I have some code (this is not the full file):

chunk_list = []

def makeFakeTransactions(store_num, num_transactions):

    global chunk_list
    startTime = datetime.now()
    data_load_datetime = startTime.isoformat()
    data_load_name = "Faked Data v2.2"
    data_load_path = "data was faked"
    index_list = []
    number_of_stores = store_num + 10
    number_of_terminals = 13

    for month in range(1, 13):
        number_of_days = 30
        extra_day_months = [1, 3, 5, 7, 8, 10, 12]
        if month == 2:
            number_of_days = 28
        elif month in extra_day_months:
            number_of_days = 31
        for day in range(1, number_of_days + 1):
            for store in range(store_num, number_of_stores):
                operator_id = "0001"
                operator_counter = 1
                if store < 11:
                    store_number = "0000" + str(store)
                else:
                    store_number = "000" + str(store)

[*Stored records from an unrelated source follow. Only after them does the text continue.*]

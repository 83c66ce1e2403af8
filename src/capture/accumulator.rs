use crate::capture::extractor::ProfileRecord;
use indexmap::IndexMap;
use serde_json::Value;

/// Deduplicated, insertion-ordered collection of captured records.
///
/// Records are keyed by uid, so the seen-uid set and the record sequence can
/// never disagree in length. The first occurrence of a uid wins; later
/// duplicates are dropped entirely.
#[derive(Debug, Clone, Default)]
pub struct CaptureState {
    records: IndexMap<String, ProfileRecord>,
    request_count: u64,
    raw_pages: Vec<Value>,
}

impl CaptureState {
    pub fn new() -> Self {
        Self::default()
    }

    /// Append a page's records in order, returning how many were new
    pub fn append(&mut self, page_records: impl IntoIterator<Item = ProfileRecord>) -> usize {
        let mut added = 0;
        for record in page_records {
            if self.records.contains_key(&record.uid) {
                continue;
            }
            self.records.insert(record.uid.clone(), record);
            added += 1;
        }
        added
    }

    /// Count one processed page, logging its envelope when one was decoded
    pub fn record_request(&mut self, payload: Option<Value>) {
        self.request_count += 1;
        if let Some(payload) = payload {
            self.raw_pages.push(payload);
        }
    }

    pub fn contains(&self, uid: &str) -> bool {
        self.records.contains_key(uid)
    }

    pub fn seen_uids(&self) -> impl Iterator<Item = &str> {
        self.records.keys().map(String::as_str)
    }

    pub fn len(&self) -> usize {
        self.records.len()
    }

    pub fn is_empty(&self) -> bool {
        self.records.is_empty()
    }

    pub fn request_count(&self) -> u64 {
        self.request_count
    }

    pub fn raw_pages(&self) -> &[Value] {
        &self.raw_pages
    }

    /// Current records in first-seen order
    pub fn snapshot(&self) -> Vec<ProfileRecord> {
        self.records.values().cloned().collect()
    }

    /// Consume the state into (records, request count, raw page log)
    pub fn into_parts(self) -> (Vec<ProfileRecord>, u64, Vec<Value>) {
        (self.records.into_values().collect(), self.request_count, self.raw_pages)
    }
}

#[cfg(test)]
mod tests {
    use super::*;
    use serde_json::json;

    fn rec(uid: &str, nickname: &str) -> ProfileRecord {
        ProfileRecord::new(uid).with_nickname(nickname)
    }

    #[test]
    fn test_append_dedups_within_page() {
        let mut state = CaptureState::new();
        let added = state.append(vec![rec("1", "a"), rec("1", "b"), rec("2", "c")]);

        assert_eq!(added, 2);
        assert_eq!(state.len(), 2);
        assert_eq!(state.snapshot()[0].nickname, "a");
    }

    #[test]
    fn test_duplicates_are_idempotent() {
        let mut state = CaptureState::new();
        state.append(vec![rec("1", "a"), rec("2", "b")]);
        let before = state.snapshot();

        assert_eq!(state.append(vec![rec("2", "changed"), rec("1", "changed")]), 0);
        assert_eq!(state.snapshot(), before);
        assert_eq!(state.seen_uids().count(), state.len());
    }

    #[test]
    fn test_first_seen_order() {
        let mut state = CaptureState::new();
        state.append(vec![rec("3", ""), rec("1", "")]);
        state.append(vec![rec("1", ""), rec("2", ""), rec("3", "")]);

        let uids: Vec<_> = state.seen_uids().collect();
        assert_eq!(uids, ["3", "1", "2"]);
    }

    #[test]
    fn test_request_count_independent_of_records() {
        let mut state = CaptureState::new();
        state.record_request(Some(json!({"status_code": 0})));
        state.record_request(None);
        state.record_request(Some(json!({"status_code": 1})));

        assert_eq!(state.request_count(), 3);
        assert_eq!(state.raw_pages().len(), 2);
        assert!(state.is_empty());
    }

    #[test]
    fn test_into_parts() {
        let mut state = CaptureState::new();
        state.append(vec![rec("9", "x")]);
        state.record_request(Some(json!({})));

        let (records, requests, raw) = state.into_parts();
        assert_eq!(records, vec![rec("9", "x")]);
        assert_eq!(requests, 1);
        assert_eq!(raw.len(), 1);
    }
}
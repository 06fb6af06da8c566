//! Table types.

use serde::{Deserialize, Serialize};

/// A table extracted from `th`/`tr`/`td` markup.
#[derive(Debug, Clone, Default, PartialEq, Eq, Serialize, Deserialize)]
pub struct Table {
    /// Header texts, in document order
    pub headers: Vec<String>,

    /// Row-major cell texts, in document order
    pub rows: Vec<Vec<String>>,
}

impl Table {
    /// Create a new empty table.
    pub fn new() -> Self {
        Self::default()
    }

    /// Create a table with the given headers and no rows.
    pub fn with_headers<S: Into<String>>(headers: impl IntoIterator<Item = S>) -> Self {
        Self {
            headers: headers.into_iter().map(Into::into).collect(),
            rows: Vec::new(),
        }
    }

    /// Add a row to the table.
    pub fn add_row(&mut self, row: Vec<String>) {
        self.rows.push(row);
    }

    /// Get the number of rows (headers excluded).
    pub fn row_count(&self) -> usize {
        self.rows.len()
    }

    /// Get the number of columns (based on headers).
    pub fn column_count(&self) -> usize {
        self.headers.len()
    }

    /// Check if the table has no rows.
    pub fn is_empty(&self) -> bool {
        self.rows.is_empty()
    }

    /// Get a cell by zero-based row and column.
    pub fn cell(&self, row: usize, col: usize) -> Option<&str> {
        self.rows.get(row)?.get(col).map(String::as_str)
    }

    /// Get every cell of the column whose header equals `name`.
    ///
    /// Rows too short for the column are skipped.
    pub fn column(&self, name: &str) -> Option<Vec<&str>> {
        let idx = self.headers.iter().position(|h| h == name)?;
        Some(
            self.rows
                .iter()
                .filter_map(|row| row.get(idx).map(String::as_str))
                .collect(),
        )
    }

    /// Pair each row's cells with the headers.
    pub fn records(&self) -> Vec<Vec<(&str, &str)>> {
        self.rows
            .iter()
            .map(|row| {
                self.headers
                    .iter()
                    .zip(row)
                    .map(|(h, c)| (h.as_str(), c.as_str()))
                    .collect()
            })
            .collect()
    }

    /// Check if every row has exactly one cell per header.
    pub fn is_rectangular(&self) -> bool {
        self.rows.iter().all(|row| row.len() == self.headers.len())
    }
}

                for terminal in range(1, number_of_terminals + 1):
                    if terminal < 10:
                    terminal_id = str(terminal) + "000"
                else:
                    terminal_id = str(terminal) + "00"
                    transaction_type = "RetailTransaction"
                    transaction_type_code = "Transaction"
                    transaction_date = date(2015, month, day)
                    transaction_date_str = transaction_date.isoformat()
                    transaction_time = time(random.randint(0, 23), random.randint(0, 59))
                    transaction_datetime = datetime.combine(transaction_date, transaction_time)
                    transaction_datetime_str = transaction_datetime.isoformat()
                    max_transactions = num_transactions

                    for transaction_number in range (0, max_transactions):
                        inactive_time = random.randint(80, 200)
                        item_count = random.randint(1, 15)
                        sequence_number = terminal_id + str(transaction_number)
                    transaction_datetime = transaction_datetime + timedelta(0, ring_time + special_time + inactive_time)

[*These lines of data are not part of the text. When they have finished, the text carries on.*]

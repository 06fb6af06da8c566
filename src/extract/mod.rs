//! Extraction built on tag ranges: tables and page sections.

mod options;
mod sections;
mod table;
mod text;

pub use options::{ExtractOptions, TextMode};
pub use sections::{extract_sections, Sections};
pub use table::TableExtractor;
pub use text::CellText;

                    transaction_summary = {} 
                    transaction_summary["transaction_type"] = transaction_type
                    transaction_summary["transaction_type_code"] = transaction_type_code
                    transaction_summary["store_number"] = store_number
                    transaction_summary["sequence_number"] = sequence_number                    
                    transaction_summary["data_load_path"] = data_load_path
                    index_list.append(transaction_summary.copy())    

                operator_counter += 10 
                operator_id = '{0:04d}'.format(operator_counter)

    chunk_list.append(index_list)

if __name__ == '__main__':
    store_num = 1
    process_number = 6
    num_transactions = 10
    p = multiprocessing.Pool(process_number)
    results = [p.apply(makeFakeTransactions, args = (store_num, num_transactions,)) for store_num in xrange(1, 30, 10)]
    results = [p.apply(elasticIndexing, args = (index_list,)) for index_list in chunk_list]

I have a global variable chunk_list that gets appended to at the end of my makeFakeTransactions function and basically it's a list of lists. However, when I do a test print of chunk_list after the 3 processes for makeFakeTransactions, the chunk_list shows up empty, even though it should've been appended to 3 times. Am I doing something wrong regarding global list variables in multiprocessing? Is there a better way to do this?

Edit: makeFakeTransactions appends a dictionary copy to index_list and once all the dictionaries are appended to index_list, it appends index_list to the global variable chunk_list.

1

There are 1 answers

2
bj0 On

First, your code isn't actually running in parallel. According to the docs, p.apply will block until complete, so you are running your tasks sequentially on the process pool. You need to use p.map_async to kick off a task and not wait for it to complete.

Second, as was said in a comment, global state isn't shared between processes. You can use shared memory, but in this case it is much simpler to just transfer the result back from the worker process. Since you don't use chunk_list for anything other than collecting the result, you can just send the result back after computation and collect them on the calling process. This is easy using multiprocessing.Pool, you just return the result from your worker function:

return index_list

This will make p.apply() return index_list. p.apply_async() will return an AsyncResult that will return index_list with AsyncResult.get(). Since you're already using list comprehension, the modifications are small:

p = multiprocessing.Pool(process_number)
async_results = [p.apply_async(makeFakeTransactions, args = (store_num, num_transactions,)) for store_num in xrange(1, 30, 10)]
results = [ar.get() for ar in async_results]

You can do simplify it down to one step by using p.map, which effectively does what those previous two lines do. Note p.map blocks until all results are available.

p = multiprocessing.Pool(process_number)
results = p.map(lambda store_num: makeFakeTransactions(store_num, num_transactions), xrange(1, 30, 10))

Since p.map expects a single argument function, you need to wrap it in a lambda.